### TASK BRIEF:
Your answer must be the records below, reproduced exactly.

### PROVIDED DATA:
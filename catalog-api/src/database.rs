use anyhow::Context;

#[derive(Clone)]
pub struct DatabasePool(sqlx::PgPool);

impl DatabasePool {
    pub async fn connect(url: &str) -> anyhow::Result<Self> {
        let pool = sqlx::PgPool::connect(url)
            .await
            .context("Failed to connect to the database")?;

        Ok(Self(pool))
    }

    /// Apply the pending migrations of the shared schema.
    pub async fn migrate(&self) -> anyhow::Result<()> {
        sqlx::migrate!("../migrations")
            .run(&self.0)
            .await
            .context("Failed to run database migrations")?;

        Ok(())
    }

    pub fn get_pool(&self) -> sqlx::PgPool {
        self.0.clone()
    }
}

impl From<sqlx::PgPool> for DatabasePool {
    fn from(pool: sqlx::PgPool) -> Self {
        Self(pool)
    }
}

### FINISHED TASK:
filename catalog-api/src/database.rs
use anyhow::Context;

#[derive(Clone)]
pub struct DatabasePool(sqlx::PgPool);

impl DatabasePool {
    pub async fn connect(url: &str) -> anyhow::Result<Self> {
        let pool = sqlx::PgPool::connect(url)
            .await
            .context("Failed to connect to the database")?;

        Ok(Self(pool))
    }

    /// Apply the pending migrations of the shared schema.
    pub async fn migrate(&self) -> anyhow::Result<()> {
        sqlx::migrate!("../migrations")
            .run(&self.0)
            .await
            .context("Failed to run database migrations")?;

        Ok(())
    }

    pub fn get_pool(&self) -> sqlx::PgPool {
        self.0.clone()
    }
}

impl From<sqlx::PgPool> for DatabasePool {
    fn from(pool: sqlx::PgPool) -> Self {
        Self(pool)
    }
}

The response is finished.